Nel suo lungo ragionamento, portato avanti di fronte a un’assemblea studentesca, il prete ha ricordato il caso di Fabiano Antoniani, noto come “Dj Fabo”, rimasto totalmente paralizzato in seguito a un incidente e “costretto” a porre fine alle sue sofferenze in Svizzera accompagnato materialmente da Marco Cappato. Quest’ultimo si autodenunciò subito dopo, ma il processo a suo carico ha portato a un’assoluzione. “Casi come questo mi hanno condotto a riflettere senza tabù e pregiudizi sull’ipotesi eutanasia – spiega don Giulio Mignani – mi sono infatti chiesto come mi comporterei nel caso fossi affetto da una malattia che implicasse gravi sofferenze, che fosse inguaribile o che prevedesse come esito certo la morte, magari per soffocamento, nel giro di pochi mesi. Se eutanasia vuole dire “buona morte”, penso che sarei confortato dal sapere che è predisposta una legge tale da permettermi, nel caso non riuscissi più a sopportare i miei disagi o una condizione di vita completamente degradata, di morire dignitosamente e senza ulteriori sofferenze. Riconosco infatti che anch’io, come forse altre persone, non ho paura tanto della morte quanto del morire, cioè del modo in cui si arriva alla morte, e avrei dunque piacere di poter decidere in tal senso”.

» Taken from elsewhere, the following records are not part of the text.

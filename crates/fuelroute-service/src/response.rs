//! Successful response bodies.
//!
//! Library results carry exact values; the views here round distances,
//! gallons and money to two decimals for presentation.

use axum::{
    response::{IntoResponse, Response},
    Json,
};
use serde::{Deserialize, Serialize};

use fuelroute_lib::{round_currency, FuelStop, PlanResult, Route, Station};

/// Wrapper for successful responses with content type metadata.
///
/// This provides symmetry with `ProblemDetails` by including content type
/// information in the response body.
///
/// # Example
///
/// ```
/// use fuelroute_service::ServiceResponse;
/// use serde::Serialize;
///
/// #[derive(Serialize)]
/// struct Reloaded {
///     stations_loaded: usize,
/// }
///
/// let response = ServiceResponse::new(Reloaded { stations_loaded: 6 });
/// ```
#[derive(Debug, Clone, Serialize, Deserialize)]
pub struct ServiceResponse<T> {
    /// The actual response payload.
    #[serde(flatten)]
    pub data: T,

    /// Content type for this response.
    pub content_type: String,
}

impl<T> ServiceResponse<T> {
    /// Create a new successful response with the default content type.
    pub fn new(data: T) -> Self {
        Self {
            data,
            content_type: "application/json".to_string(),
        }
    }
}

impl<T> From<T> for ServiceResponse<T> {
    fn from(data: T) -> Self {
        Self::new(data)
    }
}

impl<T: Serialize> IntoResponse for ServiceResponse<T> {
    fn into_response(self) -> Response {
        Json(self).into_response()
    }
}

/// Station details as exposed over HTTP.
#[derive(Debug, Clone, PartialEq, Serialize, Deserialize)]
pub struct StationView {
    pub id: i64,
    pub name: String,
    pub address: String,
    pub city: String,
    pub state: String,
    #[serde(skip_serializing_if = "Option::is_none")]
    pub rack_id: Option<i64>,
    /// Price per gallon, unrounded.
    pub price: f64,
    /// `[lat, lon]`.
    pub location: [f64; 2],
}

impl From<&Station> for StationView {
    fn from(station: &Station) -> Self {
        Self {
            id: station.id,
            name: station.name.clone(),
            address: station.address.clone(),
            city: station.city.clone(),
            state: station.state.clone(),
            rack_id: station.rack_id,
            price: station.price,
            location: station.location.as_pair(),
        }
    }
}

/// One fuel stop in a plan response.
#[derive(Debug, Clone, PartialEq, Serialize, Deserialize)]
pub struct FuelStopView {
    #[serde(flatten)]
    pub station: StationView,
    pub distance_from_start: f64,
    pub gallons: f64,
    pub cost: f64,
}

impl From<&FuelStop> for FuelStopView {
    fn from(stop: &FuelStop) -> Self {
        Self {
            station: StationView::from(&stop.station),
            distance_from_start: round_currency(stop.distance_from_start),
            gallons: round_currency(stop.gallons),
            cost: round_currency(stop.cost),
        }
    }
}

/// Body of `POST /api/v1/optimize-route`.
#[derive(Debug, Clone, PartialEq, Serialize, Deserialize)]
pub struct OptimizeRouteResponse {
    /// Route polyline as `[lat, lon]` pairs.
    pub route: Vec<[f64; 2]>,
    pub total_distance: f64,
    pub fuel_stops: Vec<FuelStopView>,
    pub total_fuel_cost: f64,
    pub total_gallons: f64,
}

impl OptimizeRouteResponse {
    pub fn new(route: &Route, plan: &PlanResult) -> Self {
        Self {
            route: route.points().iter().map(|point| point.as_pair()).collect(),
            total_distance: round_currency(plan.total_distance),
            fuel_stops: plan.stops.iter().map(FuelStopView::from).collect(),
            total_fuel_cost: round_currency(plan.total_fuel_cost),
            total_gallons: round_currency(plan.total_gallons),
        }
    }
}

/// Body of `POST /api/v1/catalog/reload`.
#[derive(Debug, Clone, PartialEq, Serialize, Deserialize)]
pub struct ReloadResponse {
    pub stations_loaded: usize,
    /// RFC 3339 timestamp of the new snapshot.
    pub loaded_at: String,
}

“Molti obiettano – conclude – che una morte può dirsi buona soltanto quando rispetta i tempi e i modi previsti dalla natura, eventuale sofferenza compresa. Io però mi chiedo se è veramente lecito decidere a tavolino e oggettivamente quando una morte è buona. Per alcune persone determinate conseguenze negative prodotte da una malattia possono essere considerate sopportabili e addirittura di alto valore spirituale. Per altri la medesima situazione può costituire invece una tortura devastante che rende la vita disumana e questo può condurle a preferire che essa sia interrotta in anticipo. Quale di queste morti può essere detta buona? Chi può decidere la bontà di quel momento? A mio avviso, il criterio ultimo deve essere sempre la persona”.